Write out the data exactly, keeping every line.

* **Supplied records**:
——————————
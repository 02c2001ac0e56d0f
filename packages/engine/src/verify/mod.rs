//! Certificate chain verification

mod callback;
mod context;
mod error;
mod hostname;
mod param;

pub use callback::{invoke_verify_callback, VerifyCallback};
pub use context::StoreContext;
pub use error::VerifyErrorCode;
pub use hostname::match_hostname;
pub use param::{MonoVerifyFlags, Purpose, VerifyFlags, VerifyParam};
//! Engine configuration

use std::env;
use std::path::PathBuf;
use std::sync::OnceLock;

use serde::Deserialize;

/// Default maximum number of issuers above the leaf during chain building.
pub const DEFAULT_VERIFY_DEPTH: usize = 100;

/// Subject-name hash used to name files in hashed certificate directories.
#[derive(Debug, Clone, Copy, PartialEq, Eq, Hash, Default, Deserialize)]
#[serde(rename_all = "snake_case")]
pub enum NameHashAlgorithm {
    /// SHA-1 over the canonical name encoding.
    #[default]
    Current,
    /// MD5 over the DER name encoding.
    Old,
}

/// Process-level engine settings
#[derive(Debug, Clone, Deserialize)]
#[serde(default)]
pub struct EngineConfig {
    /// Hashed directory used by `CertificateStore::set_default_paths`
    pub system_store_location: PathBuf,
    /// Hash algorithm for hashed-directory lookups
    pub name_hash: NameHashAlgorithm,
    /// Verification depth used when a verify param does not set one
    pub default_verify_depth: usize,
    /// Upper bound on pump iterations inside a single handshake step
    pub max_handshake_steps: usize,
    /// Also trust the platform root store in `set_default_paths`
    pub load_native_roots: bool,
}

impl Default for EngineConfig {
    fn default() -> Self {
        Self {
            system_store_location: default_store_location(),
            name_hash: NameHashAlgorithm::Current,
            default_verify_depth: DEFAULT_VERIFY_DEPTH,
            max_handshake_steps: 64,
            load_native_roots: true,
        }
    }
}

fn default_store_location() -> PathBuf {
    match env::var_os("HOME") {
        Some(home) => PathBuf::from(home).join(".config").join("tessera").join("certs"),
        None => env::temp_dir().join("tessera").join("certs"),
    }
}

impl EngineConfig {
    /// Defaults overridden by `TESSERA_CERT_DIR`, `TESSERA_NAME_HASH`
    /// (`current` or `old`) and `TESSERA_VERIFY_DEPTH`.
    pub fn from_env() -> Self {
        let mut config = Self::default();
        if let Some(dir) = env::var_os("TESSERA_CERT_DIR") {
            config.system_store_location = PathBuf::from(dir);
        }
        if let Ok(hash) = env::var("TESSERA_NAME_HASH") {
            match hash.to_ascii_lowercase().as_str() {
                "old" => config.name_hash = NameHashAlgorithm::Old,
                "current" | "new" => config.name_hash = NameHashAlgorithm::Current,
                other => tracing::warn!("ignoring unknown TESSERA_NAME_HASH value {:?}", other),
            }
        }
        if let Ok(depth) = env::var("TESSERA_VERIFY_DEPTH") {
            match depth.parse() {
                Ok(depth) => config.default_verify_depth = depth,
                Err(_) => tracing::warn!("ignoring invalid TESSERA_VERIFY_DEPTH value {:?}", depth),
            }
        }
        config
    }

    /// Configuration shared by the whole process, read from the environment once.
    pub fn global() -> &'static EngineConfig {
        static GLOBAL: OnceLock<EngineConfig> = OnceLock::new();
        GLOBAL.get_or_init(Self::from_env)
    }
}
——————————
* **Answer section**:
repository 02c2001ac0e56d0f
filename packages/engine/src/verify/mod.rs
//! Certificate chain verification

mod callback;
mod context;
mod error;
mod hostname;
mod param;

pub use callback::{invoke_verify_callback, VerifyCallback};
pub use context::StoreContext;
pub use error::VerifyErrorCode;
pub use hostname::match_hostname;
pub use param::{MonoVerifyFlags, Purpose, VerifyFlags, VerifyParam};
//! Engine configuration

use std::env;
use std::path::PathBuf;
use std::sync::OnceLock;

use serde::Deserialize;

/// Default maximum number of issuers above the leaf during chain building.
pub const DEFAULT_VERIFY_DEPTH: usize = 100;

/// Subject-name hash used to name files in hashed certificate directories.
#[derive(Debug, Clone, Copy, PartialEq, Eq, Hash, Default, Deserialize)]
#[serde(rename_all = "snake_case")]
pub enum NameHashAlgorithm {
    /// SHA-1 over the canonical name encoding.
    #[default]
    Current,
    /// MD5 over the DER name encoding.
    Old,
}

/// Process-level engine settings
#[derive(Debug, Clone, Deserialize)]
#[serde(default)]
pub struct EngineConfig {
    /// Hashed directory used by `CertificateStore::set_default_paths`
    pub system_store_location: PathBuf,
    /// Hash algorithm for hashed-directory lookups
    pub name_hash: NameHashAlgorithm,
    /// Verification depth used when a verify param does not set one
    pub default_verify_depth: usize,
    /// Upper bound on pump iterations inside a single handshake step
    pub max_handshake_steps: usize,
    /// Also trust the platform root store in `set_default_paths`
    pub load_native_roots: bool,
}

impl Default for EngineConfig {
    fn default() -> Self {
        Self {
            system_store_location: default_store_location(),
            name_hash: NameHashAlgorithm::Current,
            default_verify_depth: DEFAULT_VERIFY_DEPTH,
            max_handshake_steps: 64,
            load_native_roots: true,
        }
    }
}

fn default_store_location() -> PathBuf {
    match env::var_os("HOME") {
        Some(home) => PathBuf::from(home).join(".config").join("tessera").join("certs"),
        None => env::temp_dir().join("tessera").join("certs"),
    }
}

impl EngineConfig {
    /// Defaults overridden by `TESSERA_CERT_DIR`, `TESSERA_NAME_HASH`
    /// (`current` or `old`) and `TESSERA_VERIFY_DEPTH`.
    pub fn from_env() -> Self {
        let mut config = Self::default();
        if let Some(dir) = env::var_os("TESSERA_CERT_DIR") {
            config.system_store_location = PathBuf::from(dir);
        }
        if let Ok(hash) = env::var("TESSERA_NAME_HASH") {
            match hash.to_ascii_lowercase().as_str() {
                "old" => config.name_hash = NameHashAlgorithm::Old,
                "current" | "new" => config.name_hash = NameHashAlgorithm::Current,
                other => tracing::warn!("ignoring unknown TESSERA_NAME_HASH value {:?}", other),
            }
        }
        if let Ok(depth) = env::var("TESSERA_VERIFY_DEPTH") {
            match depth.parse() {
                Ok(depth) => config.default_verify_depth = depth,
                Err(_) => tracing::warn!("ignoring invalid TESSERA_VERIFY_DEPTH value {:?}", depth),
            }
        }
        config
    }

    /// Configuration shared by the whole process, read from the environment once.
    pub fn global() -> &'static EngineConfig {
        static GLOBAL: OnceLock<EngineConfig> = OnceLock::new();
        GLOBAL.get_or_init(Self::from_env)
    }
}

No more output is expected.